Life can be like a childhood car ride on a rainy Sunday afternoon in March or April, where you don't have any real concept of where your parents are taking you, and, while you're bored, you'd rather keep riding than arrive and have to deal with the realities of the destination. In that case, I'm car-sick. Unfortunately, the impression of the car ride has taken its toll on my soul, and the eccentricities it has forced upon me will not be easily healed. Impracticalities is a word that comes to mind. To bring a lot of silverware on a boat just to act cool trying to keep it on the table nonchalantly as the boat rocks to and fro. There's no more meaning in that than there is in the way the light comes into stairwell windows in glass buildings. There's even less meaning in watching the sunset at a sediment depository on a windy summer day. Those bizarre places you see from the expressway, with large piles of sands and salts and minerals. The conveyor belts to nowhere in the sky.

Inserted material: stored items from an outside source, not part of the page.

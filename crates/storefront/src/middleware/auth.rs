//! Customer bearer token extraction.
//!
//! The storefront does not authenticate customers itself. Routes that act on
//! behalf of a customer forward the caller's `Authorization: Bearer` token to
//! the backend, which decides.

use axum::{
    extract::FromRequestParts,
    http::{header::AUTHORIZATION, request::Parts},
};

use crate::error::AppError;

/// Extractor for a bearer token the backend will validate.
pub struct CustomerToken(pub String);

impl<S> FromRequestParts<S> for CustomerToken
where
    S: Send + Sync,
{
    type Rejection = AppError;

    async fn from_request_parts(parts: &mut Parts, _state: &S) -> Result<Self, Self::Rejection> {
        parts
            .headers
            .get(AUTHORIZATION)
            .and_then(|v| v.to_str().ok())
            .and_then(parse_bearer)
            .map(|token| Self(token.to_string()))
            .ok_or_else(|| AppError::Unauthorized("Missing bearer token".to_string()))
    }
}

/// Token part of a `Bearer <token>` header value.
pub(crate) fn parse_bearer(value: &str) -> Option<&str> {
    let (scheme, token) = value.trim().split_once(' ')?;
    let token = token.trim();
    (scheme.eq_ignore_ascii_case("bearer") && !token.is_empty()).then_some(token)
}
//! Cart display.

use serde::Serialize;
use tilestore_core::{Cart, Price, Product, ProductId, VariantId};

/// A cart line joined with current catalog data.
#[derive(Debug, Clone, PartialEq, Eq, Serialize)]
#[serde(rename_all = "camelCase")]
pub struct CartLineView {
    pub product_id: ProductId,
    pub variant_id: Option<VariantId>,
    pub quantity: u32,
    /// `None` when the product has left the catalog.
    pub name: Option<String>,
    pub unit_price: Option<Price>,
    pub line_total: Option<Price>,
}

/// The cart as returned to the visitor.
#[derive(Debug, Clone, PartialEq, Eq, Serialize)]
#[serde(rename_all = "camelCase")]
pub struct CartView {
    pub lines: Vec<CartLineView>,
    pub item_count: u32,
    /// Sum over lines whose product is still in the catalog.
    pub subtotal: Price,
}

impl CartView {
    #[must_use]
    pub fn new(cart: &Cart, products: &[Product]) -> Self {
        let lines: Vec<CartLineView> = cart
            .lines
            .iter()
            .map(|line| {
                let product = products.iter().find(|p| p.id == line.product_id);
                CartLineView {
                    product_id: line.product_id.clone(),
                    variant_id: line.variant_id.clone(),
                    quantity: line.quantity,
                    name: product.map(|p| p.name.clone()),
                    unit_price: product.map(|p| p.price),
                    line_total: product.map(|p| p.price.times(line.quantity)),
                }
            })
            .collect();

        let subtotal = lines.iter().filter_map(|l| l.line_total).sum();

        Self {
            lines,
            item_count: cart.item_count(),
            subtotal,
        }
    }
}

#[cfg(test)]
#[allow(clippy::unwrap_used)]
mod tests {
    use super::*;

    #[test]
    fn test_cart_view_prices_known_lines() {
        let product: Product = serde_json::from_str(
            r#"{"_id": "p1", "name": "Ivory Matt", "price": "80"}"#,
        )
        .unwrap();

        let mut cart = Cart::default();
        cart.add(ProductId::new("p1"), None, 2).unwrap();
        cart.add(ProductId::new("gone"), None, 1).unwrap();

        let view = CartView::new(&cart, &[product]);
        assert_eq!(view.item_count, 3);
        assert_eq!(view.subtotal, Price::from_units(160));
        assert_eq!(view.lines[0].name.as_deref(), Some("Ivory Matt"));
        assert!(view.lines[1].unit_price.is_none());
    }
}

Such things have meaning to me. It may not matter now that they hold no practical meaning for anyone else. But it will matter very much if I decide to base the rest of my life on the inspiration I receive from wistful imagery. And I could do it too. Don't doubt it. Some may say that there is more meaning in normal things than the fantastic, I believe the most meaning lies in vague, unrepeatable impressions whose esoteric message is hard enough to grasp by oneself, let alone convey with words. These strokes of inspiration are the most difficult things for me to convey in words, so logically they must be the most profound of my experiences, right?

Wrong. Having epiphanies over insignificant things isn't a gift, it just means you have low standards.

I'm one of those philosophers who gets distracted readily, almost eagerly. To put it differently, my horizons are broadened every time I change my mind. Like finding out that sand slips easily out of a clenched fist, and trying instead to hold it in your mouth. That's probably one of the most inadequate ways I could describe my situation, or anything for that matter. Analogies that don't make sense, but are valuable only for their poetic and stylistic appeal, are something I could spend the rest of life producing. I am genuinely fascinated by such things. Perversions of logic that are grammatically correct are a lot of fun, mostly because of the irreverency of it. Sentences like "Checkers are fun, whereas canoeing is spelled differently." This one has multiple layers. "Checkers are fun" implies not that the game is enjoyable, but that the individual pieces are amusing. Also, "canoeing" is spelled correctly here, and it should go without saying that it's spelled differently than "Checkers." Isn't that wonderful? That absurd and worthless sentence is what I consider to be one of my most worthwhile accomplishes.

I'd just like to close by pointing out that non-nonchalance isn't a virtue. Thanks for your time.